According to this new proposal, the transfer will no longer be based on payments made to the producer and carrier under agreed take or pay and ship or pay clauses, but rather on the volumes actually delivered by the producer and carrier assessed in a historical period. Under this scheme, distribution companies will maintain the obligation to pay for gas and transportation capacity according to their contracts, without the possibility of transferring this cost assumption to the end user. According to the regulator, those inefficient costs incurred by contracts attributable to planning errors or business strategies will be the sole responsibility of the distributors, since in their view, the transfer of such costs in excess would constitute an abuse of dominant position.

A proposal such as this undoubtedly only looks at the last link in the chain, without taking into consideration that take or pay and ship or pay clauses are essential for the long-term financing of large-scale infrastructure works, and that contracting is done within a plan to expand the other links in the chain. In this sense, in contracts being executed, a proposal such as that of the regulator is to put the sector’s payment chain and the financial health of companies at risk and to eliminate incentives for new investment. In addition, since we are talking about a chain, this proposal obviously has repercussions for the end user, who it is intended to protect.

In this regard, the State must establish clear rules regarding what must be considered as efficient contracting and how those situations would be resolved when such efficiency may be lost along the way for reasons not attributable to the concessionaire or when the contracting is derived from the fulfillment of its contractual obligations. In this sense, and with the aim of providing a solution, a few days ago the Ministry of Energy and Mines, the governing body of energy policy, published a project that attempts to establish the criteria of what should be understood as efficient contracting, for which it proposes that it be that which is necessary to meet a current and projected demand in the regulatory process or promotion process, which would be far from the criteria that the regulator intends to establish.

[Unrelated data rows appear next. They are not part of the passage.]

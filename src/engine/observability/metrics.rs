//! Observability Metrics Module
//!
//! Tracks gate decisions, constitutional rule outcomes and faults, and risk verdicts

use chrono::{DateTime, Utc};
use serde::{Deserialize, Serialize};
use std::collections::BTreeMap;
use std::fs;
use std::path::Path;
use std::sync::{Mutex, MutexGuard};

use crate::engine::rbac::AccessError;
use crate::engine::risk::RiskStatus;

/// Current metrics format version
pub const METRICS_VERSION: u32 = 1;

/// Metrics data store
#[derive(Debug, Clone, Serialize, Deserialize)]
pub struct Metrics {
    pub version: u32,
    pub gate: GateMetrics,
    pub rules: RuleMetrics,
    pub risk: RiskMetrics,
}

/// Role gate decisions
#[derive(Debug, Clone, Default, Serialize, Deserialize)]
pub struct GateMetrics {
    pub allowed: u64,
    pub unauthenticated: u64,
    pub forbidden: u64,
    /// Denials caused by a permission key missing from the table
    pub unknown_permission: u64,
    pub unknown_permission_keys: BTreeMap<String, u64>,
    pub last_denial: Option<DateTime<Utc>>,
}

/// Constitutional rule evaluation
#[derive(Debug, Clone, Default, Serialize, Deserialize)]
pub struct RuleMetrics {
    pub evaluations: u64,
    pub blocked: u64,
    pub violations: u64,
    pub warnings: u64,
    pub faults: u64,
    pub faults_by_rule: BTreeMap<String, u64>,
    pub last_fault: Option<DateTime<Utc>>,
}

/// Risk scoring verdicts
#[derive(Debug, Clone, Default, Serialize, Deserialize)]
pub struct RiskMetrics {
    pub total: u64,
    pub approved: u64,
    pub review: u64,
    pub rejected: u64,
    pub average_score: Option<f64>,
}

impl Metrics {
    /// Create new metrics
    pub fn new() -> Self {
        Self {
            version: METRICS_VERSION,
            gate: GateMetrics::default(),
            rules: RuleMetrics::default(),
            risk: RiskMetrics::default(),
        }
    }

    /// Load metrics from file
    pub fn load(project_dir: &Path) -> std::io::Result<Self> {
        let metrics_path = project_dir.join(".covenant").join("metrics.json");

        if !metrics_path.exists() {
            return Ok(Self::new());
        }

        let content = fs::read_to_string(&metrics_path)?;
        let metrics: Metrics = serde_json::from_str(&content)
            .map_err(|e| std::io::Error::new(std::io::ErrorKind::InvalidData, e))?;

        if metrics.version > METRICS_VERSION {
            return Err(std::io::Error::new(
                std::io::ErrorKind::InvalidData,
                "Metrics version too new",
            ));
        }

        Ok(metrics)
    }

    /// Save metrics to file
    pub fn save(&self, project_dir: &Path) -> std::io::Result<()> {
        let metrics_dir = project_dir.join(".covenant");
        fs::create_dir_all(&metrics_dir)?;

        let content = serde_json::to_string_pretty(self)
            .map_err(|e| std::io::Error::new(std::io::ErrorKind::InvalidData, e))?;

        fs::write(metrics_dir.join("metrics.json"), content)
    }
}

impl GateMetrics {
    /// Record one gate decision
    pub fn record(&mut self, outcome: &Result<(), AccessError>) {
        match outcome {
            Ok(()) => self.allowed += 1,
            Err(AccessError::AuthenticationMissing) => {
                self.unauthenticated += 1;
                self.last_denial = Some(Utc::now());
            }
            Err(AccessError::UnknownPermission { required, .. }) => {
                self.forbidden += 1;
                self.unknown_permission += 1;
                *self
                    .unknown_permission_keys
                    .entry(required.clone())
                    .or_insert(0) += 1;
                self.last_denial = Some(Utc::now());
            }
            Err(_) => {
                self.forbidden += 1;
                self.last_denial = Some(Utc::now());
            }
        }
    }

    /// Share of decisions that were denials, as a percentage
    pub fn denial_rate(&self) -> f64 {
        let denied = self.unauthenticated + self.forbidden;
        let total = self.allowed + denied;
        if total == 0 {
            return 0.0;
        }
        (denied as f64 / total as f64) * 100.0
    }
}

impl RuleMetrics {
    /// Record the outcome of one batch evaluation
    pub fn record_evaluation(&mut self, violations: usize, warnings: usize, faulted: &[String]) {
        self.evaluations += 1;
        if violations > 0 {
            self.blocked += 1;
        }
        self.violations += violations as u64;
        self.warnings += warnings as u64;

        if !faulted.is_empty() {
            self.faults += faulted.len() as u64;
            for rule_id in faulted {
                *self.faults_by_rule.entry(rule_id.clone()).or_insert(0) += 1;
            }
            self.last_fault = Some(Utc::now());
        }
    }
}

impl RiskMetrics {
    /// Record a risk verdict
    pub fn record(&mut self, score: u8, status: RiskStatus) {
        self.total += 1;
        match status {
            RiskStatus::Approved => self.approved += 1,
            RiskStatus::Review => self.review += 1,
            RiskStatus::Rejected => self.rejected += 1,
        }

        // Update rolling average
        let total = self.total as f64;
        self.average_score = Some(match self.average_score {
            Some(avg) => (avg * (total - 1.0) + score as f64) / total,
            None => score as f64,
        });
    }
}

impl Default for Metrics {
    fn default() -> Self {
        Self::new()
    }
}

/// Shared metrics recorder for concurrent request handlers
#[derive(Debug)]
pub struct MetricsCollector {
    inner: Mutex<Metrics>,
}

impl Default for MetricsCollector {
    fn default() -> Self {
        Self::new()
    }
}

impl MetricsCollector {
    pub fn new() -> Self {
        Self {
            inner: Mutex::new(Metrics::new()),
        }
    }

    /// Resume counting from a persisted snapshot
    pub fn from_metrics(metrics: Metrics) -> Self {
        Self {
            inner: Mutex::new(metrics),
        }
    }

    // Counters stay usable even if a recording thread panicked
    fn lock(&self) -> MutexGuard<'_, Metrics> {
        self.inner.lock().unwrap_or_else(|poisoned| poisoned.into_inner())
    }

    pub fn record_gate(&self, outcome: &Result<(), AccessError>) {
        self.lock().gate.record(outcome);
    }

    pub fn record_rules(&self, violations: usize, warnings: usize, faulted: &[String]) {
        self.lock()
            .rules
            .record_evaluation(violations, warnings, faulted);
    }

    pub fn record_risk(&self, score: u8, status: RiskStatus) {
        self.lock().risk.record(score, status);
    }

    /// Get a copy of the current metrics
    pub fn snapshot(&self) -> Metrics {
        self.lock().clone()
    }

    /// Persist the current metrics
    pub fn save(&self, project_dir: &Path) -> std::io::Result<()> {
        self.snapshot().save(project_dir)
    }
}

#[cfg(test)]
mod tests {
    use super::*;
    use crate::engine::rbac::Role;
    use tempfile::tempdir;

    #[test]
    fn test_default_carries_current_version() {
        assert_eq!(Metrics::default().version, METRICS_VERSION);
        assert_eq!(MetricsCollector::default().snapshot().version, METRICS_VERSION);
    }

    #[test]
    fn test_metrics_creation_save_load() {
        let dir = tempdir().unwrap();
        let metrics = Metrics::new();

        metrics.save(dir.path()).unwrap();

        let loaded = Metrics::load(dir.path()).unwrap();
        assert_eq!(loaded.version, METRICS_VERSION);
    }

    #[test]
    fn test_gate_metrics_recording() {
        let mut gate = GateMetrics::default();

        gate.record(&Ok(()));
        gate.record(&Err(AccessError::AuthenticationMissing));
        gate.record(&Err(AccessError::UnknownPermission {
            required: "courses:wirte".to_string(),
            role: Role::Admin,
        }));
        gate.record(&Err(AccessError::PermissionDenied {
            required: "courses:delete".to_string(),
            role: Role::Student,
        }));

        assert_eq!(gate.allowed, 1);
        assert_eq!(gate.unauthenticated, 1);
        assert_eq!(gate.forbidden, 2);
        assert_eq!(gate.unknown_permission, 1);
        assert_eq!(gate.unknown_permission_keys["courses:wirte"], 1);
        assert_eq!(gate.denial_rate(), 75.0);
    }

    #[test]
    fn test_rule_metrics_track_faults_per_rule() {
        let mut rules = RuleMetrics::default();

        rules.record_evaluation(1, 2, &["broken-rule".to_string()]);
        rules.record_evaluation(0, 0, &["broken-rule".to_string()]);

        assert_eq!(rules.evaluations, 2);
        assert_eq!(rules.blocked, 1);
        assert_eq!(rules.warnings, 2);
        assert_eq!(rules.faults, 2);
        assert_eq!(rules.faults_by_rule["broken-rule"], 2);
        assert!(rules.last_fault.is_some());
    }

    #[test]
    fn test_risk_metrics_average() {
        let mut risk = RiskMetrics::default();
        risk.record(40, RiskStatus::Approved);
        risk.record(80, RiskStatus::Rejected);

        assert_eq!(risk.total, 2);
        assert_eq!(risk.approved, 1);
        assert_eq!(risk.rejected, 1);
        assert_eq!(risk.average_score, Some(60.0));
    }

    #[test]
    fn test_collector_snapshot_and_persist() {
        let dir = tempdir().unwrap();
        let collector = MetricsCollector::new();

        collector.record_gate(&Ok(()));
        collector.record_risk(55, RiskStatus::Review);
        collector.save(dir.path()).unwrap();

        let loaded = Metrics::load(dir.path()).unwrap();
        assert_eq!(loaded.gate.allowed, 1);
        assert_eq!(loaded.risk.review, 1);
    }
}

Finally, and not less important, the State has announced that it plans to award the project of the Integrated System of Gas Transportation South Zone – SIT GAS for the month of July 2021, so that it can take the gas from Camisea to the distribution concessions of the center and south of the country, which will increase the competitiveness of the final tariffs with respect to substitute fuels. A project of this magnitude should not only have the predictability mentioned previously, but also a guaranteed demand for natural gas that justifies the Project, since it seems that the demand for the energy node would not be sufficient and would make transportation costs high, and that the problems of electricity demand could be solved with renewable projects in a much more economic manner.

The above-mentioned is of vital importance to guarantee the continuity of the process of massification in the regions and to consolidate the use of gas, as well as the execution of new projects. For this reason, situations that generate uncertainty, affect investor confidence and reduce interest in infrastructure investments are not required, even more so when it is essential to attract them in order to face the economic consequences of the COVID-19 pandemic. Long-term investor decision-making is based on legal stability, legal certainty and respect for contracts by a country’s authorities.

Therefore, in order to avoid situations like those of Naturgy, and in the interest of contributing to the implementation of the energy policy of massification, it is important that the State provides concrete signs of predictability, adequate cost assumption and guarantees of supply for the end user. Natural gas is part of the transformation process towards a sustainable economy model based on clean energies. Therefore, a balance between the costs assumed by the user and the obligations to which the distribution concessionaires are subject, can set the guidelines to attract and maintain safe and reliable investments for the benefit of the population.